The analysis and interpretation of high dimensional data has become increasingly more challenging, requiring sophisticated analytic techniques. Thus, it may no longer be effective to independently apply data analysis methods from specific scientific disciplines such as statistics, mathematics, or computing science to solve a complex problem. We aim to develop a novel statistical and topological learning (STL) algorithm which will be used for analyzing high-dimensional data based upon persistent homology from computational topology and geometry, neural networks from deep learning, as well as classical and advanced methods in statistics and machine learning. The STL algorithm will be applied to chronic diseases in order to aid clinicians to create the most optimal treatment plan for each patient.

Project 6: User Anonymity and Data Privacy

Leadership: Emina Soljanin (Rutgers University)

Simultaneous knowledge extraction by multiple institutions from large volumes of data has to honor the demand for privacy and anonymity from individuals. This project will explore recon- ciling assurance of anonymity and privacy with the various utility measures in data transfer and data analytics. We have done some preliminary work on anonymity mixes which are, in some form, a building block of many practical anonymity systems.

An anonymity (threshold) Mix is a sophisticated message router that receives and holds packets from message sources and forwards them in a batch to their respective destinations only when it accumulates messages from some prescribed number of sources. Because of such simultaneous transmissions of messages, the identities of communicating pairs remain hidden to possible adversaries that seek to link message sources and destinations. The price of achieving anonymity in this way is delay, because messages are held at the Mix until a batch of a certain size is formed. This talk will describe two promising ideas about how to compute the delay, and present some preliminary results. One idea is to model batch mixes as generalized assembly-like queues and develop an approximate queuing analysis of these objects. The other idea is to model the source/destination channels as urns and messages as balls, and compute the channels' queues occupancy, and the time it takes to accumulate enough messages to have a departure, as a variant of the coupon collection problem.

Project 7: Comparing/Combining Clustering Techniques for Omics Data Integration

Leadership: Umut Özbek (Icahn School of Medicine at Mount Sinai)

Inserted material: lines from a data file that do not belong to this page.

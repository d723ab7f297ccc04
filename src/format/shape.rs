//! Data-shape analysis: is a record array table-worthy or a document tree?
//!
//! A record array is "tabular" when every record has the same field set
//! and at most ~30% of fields hold nested values. Nesting deeper than two
//! levels, or a nested object with more than three keys, counts as
//! complex. Complex or non-homogeneous data recommends the JSON view,
//! fully flat data the table view, and partial nesting a mixed view whose
//! table side flattens nested fields to dotted paths.

use serde_json::{Map, Value};
use std::collections::BTreeSet;

use crate::types::{DataShapeAnalysis, RecommendedView};

/// Share of nested fields above which a record set stops being tabular.
const COMPLEX_FIELD_RATIO: f64 = 0.3;
/// Nesting beyond this depth marks the data as complex.
const MAX_SIMPLE_DEPTH: usize = 2;
/// Nested objects with more keys than this mark the data as complex.
const MAX_SIMPLE_NESTED_KEYS: usize = 3;

/// Analyze the shape of a record array.
pub fn analyze(records: &[Value]) -> DataShapeAnalysis {
    let objects: Vec<&Map<String, Value>> =
        records.iter().filter_map(Value::as_object).collect();

    if objects.is_empty() || objects.len() != records.len() {
        // Scalar or mixed-kind arrays are documents, not tables.
        return DataShapeAnalysis {
            is_tabular: false,
            is_homogeneous: false,
            has_complex_nesting: false,
            record_count: records.len(),
            field_count: 0,
            complex_field_count: 0,
            recommended_view: RecommendedView::Json,
        };
    }

    let first_fields: BTreeSet<&String> = objects[0].keys().collect();
    let is_homogeneous = objects
        .iter()
        .all(|o| o.keys().collect::<BTreeSet<_>>() == first_fields);

    let field_count = first_fields.len();
    let complex_field_count = objects[0]
        .values()
        .filter(|v| matches!(v, Value::Object(_) | Value::Array(_)))
        .count();

    let has_complex_nesting = objects.iter().any(|o| {
        o.values().any(|v| {
            depth_of(v) > MAX_SIMPLE_DEPTH
                || matches!(v, Value::Object(m) if m.len() > MAX_SIMPLE_NESTED_KEYS)
        })
    });

    let ratio = if field_count == 0 {
        0.0
    } else {
        complex_field_count as f64 / field_count as f64
    };
    let is_tabular = is_homogeneous && ratio <= COMPLEX_FIELD_RATIO && !has_complex_nesting;

    let recommended_view = if has_complex_nesting || !is_homogeneous {
        RecommendedView::Json
    } else if complex_field_count == 0 {
        RecommendedView::Table
    } else {
        RecommendedView::Mixed
    };

    DataShapeAnalysis {
        is_tabular,
        is_homogeneous,
        has_complex_nesting,
        record_count: records.len(),
        field_count,
        complex_field_count,
        recommended_view,
    }
}

/// Nesting depth of a value: scalars are 0, an object/array of scalars is 1.
fn depth_of(value: &Value) -> usize {
    match value {
        Value::Object(map) => 1 + map.values().map(depth_of).max().unwrap_or(0),
        Value::Array(items) => 1 + items.iter().map(depth_of).max().unwrap_or(0),
        _ => 0,
    }
}

/// Flatten a record for the mixed-view table: nested objects become
/// dotted-path entries up to two levels, anything deeper or array-valued
/// becomes a summarized string.
pub fn flatten_record(record: &Map<String, Value>) -> Map<String, Value> {
    let mut flat = Map::new();
    for (key, value) in record {
        flatten_into(&mut flat, key, value, 1);
    }
    flat
}

fn flatten_into(out: &mut Map<String, Value>, path: &str, value: &Value, level: usize) {
    match value {
        Value::Object(map) if level < MAX_SIMPLE_DEPTH => {
            for (key, nested) in map {
                flatten_into(out, &format!("{path}.{key}"), nested, level + 1);
            }
        }
        Value::Object(map) => {
            out.insert(path.to_string(), Value::String(format!("{{{} fields}}", map.len())));
        }
        Value::Array(items) => {
            let summary = if items.iter().all(|i| !i.is_object() && !i.is_array()) {
                items
                    .iter()
                    .map(scalar_to_string)
                    .collect::<Vec<_>>()
                    .join(", ")
            } else {
                format!("[{} items]", items.len())
            };
            out.insert(path.to_string(), Value::String(summary));
        }
        scalar => {
            out.insert(path.to_string(), scalar.clone());
        }
    }
}

fn scalar_to_string(value: &Value) -> String {
    match value {
        Value::String(s) => s.clone(),
        other => other.to_string(),
    }
}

Network analysis, detecting modules and pathway enrichment have been widely used to identify candidate genes, which would be used as targets for drug development and outcome prediction. Using the comprehensive and multi-dimensional data generated by The Cancer Genome Atlas (TCGA), which is a collaboration between the National Cancer Institute and the National Human Genome Research Institute, participants will be encouraged to build networks using a conditional graphical model and investigate different clustering techniques to select genes that are potentially associated with the disease. Through these exercises, participants will learn a novel statistical technique to construct a network, visualize their network using online tools and statistical software, applying clustering algorithms to create modules and interpret the results statistically, clinically and biologically.